Mauritanie: les sanglots de l'ex-patron de l'état civil n'ont pas ému

M'Rabih Rabou Ould El Wely, ex-directeur général de l'Agence nationale pour le registre des populations et les titres sécurisés (ANRPTS).

M'Rabih Rabou Ould El Wely, ex-directeur général de l'Agence nationale pour le registre des populations et les titres sécurisés (ANRPTS).. DR

Le 14/06/2017 à 17h38, mis à jour le 14/06/2017 à 17h41

Les sanglots de l'ancien administrateur directeur général de la très décriée Agence nationale du registre des populations et des titres sécurisés (ANRPTS), au moment de la passation de service, n'ont pas ému les Mauritaniens. Florilège de réactions.

Mohamed Vadel Ould Hadramy dit M’Rabih a été remplacé au poste d'administrateur directeur général (ADG) de l’Agence nationale du registre des populations et des titres sécurisés (ANRPTS), le 30 mai dernier. Loin d'émouvoir, ses sanglots au moment de dire adieu aux agents de l’institution créent le buzz et génèrent des torrents de commentaires sur les réseaux sociaux.

Nombreux sont ceux qui reviennent sur le bilan de cette institution, gérée avec dureté par l’ex-homme de main du président Mohamed Ould Abdel Aziz. Globalement, son bilan est très décrié par les Mauritaniens en général, et suscite une aversion particulière parmi les populations de la vallée du fleuve.

Le Pr Lô Gourmo, avocat et vice-président de l’Union des forces de progrès (UFP-opposition), écrit: "Cette agence des titres a, pendant dix interminables années, représenté ce qui a été fait de pire en matière administrative depuis l’indépendance du pays. Elle est le symbole du mépris à l’égard des institutions républicaines, du droit et des populations, surtout des plus démunies. Elle s’est structurée en une immense pompe à finances, un monstre de gabegie siphonnant le peu qui reste dans les poches des citoyens les plus pauvres, à Nouakchott et dans les zones les plus reculées du pays. Elle a élevé le chauvinisme et le racisme au rang d’institutions officielles de l’Etat".

Et ce n'est pas tout, poursuit Lô Gourmo. "Elle a détruit la vie de dizaines de milliers de citoyens en effaçant d’un trait de plume leur état civil, leur nationalité.

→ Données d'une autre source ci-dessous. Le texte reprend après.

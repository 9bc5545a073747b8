use crate::dataset::Dataset;
use crate::errors::{GeoDataError, Result};
use crate::raster::{Buffer, DataType, PixelType};

#[cfg(feature = "ndarray")]
use ndarray::Array2;

/// Represents a single band of a dataset.
///
/// This object carries the lifetime of the dataset that
/// contains it. This is necessary to prevent the dataset
/// from being dropped (or closed) before the band.
#[derive(Debug)]
pub struct RasterBand<'a> {
    dataset: &'a Dataset,
    index: usize,
    size: (usize, usize),
    band_type: DataType,
    block_size: (usize, usize),
}

impl<'a> RasterBand<'a> {
    pub(crate) fn new(dataset: &'a Dataset, index: usize) -> Result<Self> {
        Ok(RasterBand {
            dataset,
            index,
            size: dataset.raster_size()?,
            band_type: dataset.band_type(index)?,
            block_size: dataset.block_size(index)?,
        })
    }

    /// The _1-based_ index of this band in its dataset.
    pub fn index(&self) -> usize {
        self.index
    }

    pub fn dataset(&self) -> &'a Dataset {
        self.dataset
    }

    /// Get block size from a 'Dataset'.
    pub fn block_size(&self) -> (usize, usize) {
        self.block_size
    }

    /// Get x-size of the band
    pub fn x_size(&self) -> usize {
        self.size.0
    }

    /// Get y-size of the band
    pub fn y_size(&self) -> usize {
        self.size.1
    }

    /// Get dimensions of the band.
    pub fn size(&self) -> (usize, usize) {
        self.size
    }

    pub fn band_type(&self) -> DataType {
        self.band_type
    }

    /// Checks that the window lies inside the band and converts its offset.
    fn check_window(
        &self,
        window: (isize, isize),
        window_size: (usize, usize),
    ) -> Result<(usize, usize)> {
        let inside = |offset: isize, len: usize, extent: usize| {
            offset >= 0
                && (offset as usize)
                    .checked_add(len)
                    .is_some_and(|end| end <= extent)
        };
        if !inside(window.0, window_size.0, self.size.0)
            || !inside(window.1, window_size.1, self.size.1)
        {
            return Err(GeoDataError::BadArgument(format!(
                "window {window:?} of size {window_size:?} is outside band {} of size {:?}",
                self.index, self.size
            )));
        }
        Ok((window.0 as usize, window.1 as usize))
    }

    /// Read data from this band into a slice. T implements 'PixelType'
    ///
    /// # Arguments
    /// * window - the window position from top left
    /// * window_size - the window size, which must lie inside the band
    /// * buffer - a slice to hold the data (length must equal product of window_size)
    pub fn read_into_slice<T: PixelType>(
        &self,
        window: (isize, isize),
        window_size: (usize, usize),
        buffer: &mut [T],
    ) -> Result<()> {
        let offset = self.check_window(window, window_size)?;
        let pixels = window_size.0 * window_size.1;
        if buffer.len() != pixels {
            return Err(GeoDataError::BadArgument(format!(
                "buffer holds {} values, window needs {pixels}",
                buffer.len()
            )));
        }

        let mut values = vec![0.0; pixels];
        self.dataset
            .read_window(self.index, offset, window_size, &mut values)?;
        for (dst, value) in buffer.iter_mut().zip(values) {
            *dst = T::from_f64(value);
        }
        Ok(())
    }

    /// Read a 'Buffer<T>' from this band. T implements 'PixelType'
    ///
    /// # Arguments
    /// * window - the window position from top left
    /// * window_size - the window size, which is also the size of the 'Buffer'
    pub fn read_as<T: PixelType>(
        &self,
        window: (isize, isize),
        window_size: (usize, usize),
    ) -> Result<Buffer<T>> {
        let mut data = vec![T::from_f64(0.0); window_size.0 * window_size.1];
        self.read_into_slice(window, window_size, &mut data)?;
        Ok(Buffer::new(window_size, data))
    }

    #[cfg(feature = "ndarray")]
    /// Read a 'Array2<T>' from this band. T implements 'PixelType'.
    ///
    /// # Docs
    /// The Matrix shape is (rows, cols) and raster shape is (cols in x-axis, rows in y-axis).
    pub fn read_as_array<T: PixelType>(
        &self,
        window: (isize, isize),
        window_size: (usize, usize),
    ) -> Result<Array2<T>> {
        self.read_as::<T>(window, window_size)?.to_array()
    }

    /// Read the full band as a 'Buffer<T>'.
    pub fn read_band_as<T: PixelType>(&self) -> Result<Buffer<T>> {
        self.read_as::<T>((0, 0), self.size)
    }

    /// Get actual block size (at the edges) when block size
    /// does not divide band size.
    pub fn actual_block_size(&self, block_index: (usize, usize)) -> Result<(usize, usize)> {
        let (block_x, block_y) = self.block_size;
        let blocks_x = self.size.0.div_ceil(block_x.max(1));
        let blocks_y = self.size.1.div_ceil(block_y.max(1));
        if block_index.0 >= blocks_x || block_index.1 >= blocks_y {
            return Err(GeoDataError::BadArgument(format!(
                "block index {block_index:?} outside {blocks_x}x{blocks_y} blocks"
            )));
        }
        let width = block_x.min(self.size.0 - block_index.0 * block_x);
        let height = block_y.min(self.size.1 - block_index.1 * block_y);
        Ok((width, height))
    }

    /// Read the block at `block_index` as a 'Buffer<T>'. Edge blocks are truncated.
    pub fn read_block<T: PixelType>(&self, block_index: (usize, usize)) -> Result<Buffer<T>> {
        let size = self.actual_block_size(block_index)?;
        let window = (
            (block_index.0 * self.block_size.0) as isize,
            (block_index.1 * self.block_size.1) as isize,
        );
        self.read_as(window, size)
    }

    /// Write a 'Buffer<T>' into the band, with its top left corner at `window`.
    ///
    /// Values are adjusted to the band's data type.
    pub fn write<T: PixelType>(&mut self, window: (isize, isize), buffer: &Buffer<T>) -> Result<()> {
        let offset = self.check_window(window, buffer.size)?;
        if buffer.data.len() != buffer.size.0 * buffer.size.1 {
            return Err(GeoDataError::BadArgument(format!(
                "buffer of size {:?} holds {} values",
                buffer.size,
                buffer.data.len()
            )));
        }

        let values: Vec<f64> = buffer
            .data
            .iter()
            .map(|v| self.band_type.adjust_value(v.to_f64()))
            .collect();
        self.dataset
            .write_window(self.index, offset, buffer.size, &values)
    }

    /// Sets every pixel of the band to `value`.
    pub fn fill(&mut self, value: f64) -> Result<()> {
        let value = self.band_type.adjust_value(value);
        let (width, height) = self.size;
        let rows = self.block_size.1.clamp(1, height.max(1));
        let line = vec![value; width * rows];
        let mut y = 0;
        while y < height {
            let chunk = rows.min(height - y);
            self.dataset.write_window(
                self.index,
                (0, y),
                (width, chunk),
                &line[..width * chunk],
            )?;
            y += chunk;
        }
        Ok(())
    }

    pub fn no_data_value(&self) -> Result<Option<f64>> {
        self.dataset.no_data_value(self.index)
    }

    /// Sets the nodata value, or removes it with `None`.
    pub fn set_no_data_value(&mut self, no_data: Option<f64>) -> Result<()> {
        self.dataset.set_no_data_value(self.index, no_data)
    }
}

Elle a fait de la vente des passeports une activité commerciale, de gros et de détail. Elle a érigé l’absurdité bureaucratique en merveille artistique, et élevé les pratiques illégales au rang de seul langage numérique biométrique du pays. Cette agence a illustré au quotidien toute la signification du crime administratif d’Etat. Après tout ça, aucun sanglot ne pourra faire oublier cette ténébreuse décennie».

Pour sa part, Dahaba Djibril Diagana estime qu'effectivement «rien ne fera oublier le passage de cet homme à l’état civil, sauf le rétablissement de tous les apatrides et sans-papiers, dans leur droit fondamental, avec les excuses officielles de l’Etat aux victimes qui n’ont que trop enduré ce sabotage».

Quant à Nana Mint Mohamed Laghdaf, responsable du Rassemblement des forces démocratiques (RFD-opposition), elle affirme que l’ex-patron de l’état civil «n’a pas de raison de sangloter, car il vient d’être nommé par son ami Aziz, comme DG d’une grosse entreprise d’investissement de travaux de l’Organisation pour la mise en valeur du fleuve Sénégal (OMVS), dont le siège se trouve à Conakry (Guinée). Son départ est loin d’être un limogeage d’autant que l’état civil ne présente désormais plus d’intérêt financier majeur».

Pour Bacary Waiga, «le drame dans l’affaire, c’est qu’on va le laisser dépenser tranquillement ces faramineuses sommes gagnées sur le dos du peuple».

Face aux accusations de gabegie, en réponse à une question orale posée par un député il y a quelques jours, le ministre de l’Intérieur, Ahmedou Ould Aballah, a expliqué que toutes les ressources financières perçues par l’ANRPTS étaient reversées au Trésor. Seulement, les Mauritaniens se demandent à quel titre s’exprimait ce responsable gouvernemental dans la mesure où son département n’exerce plus de tutelle sur l'ANRPTS depuis plusieurs années.

Reste que pour beaucoup, M'Rabih n'est qu'un élément du système qui ne faisait qu'exécuter des ordres. Partant, son départ ne risque pas de changer grand-chose.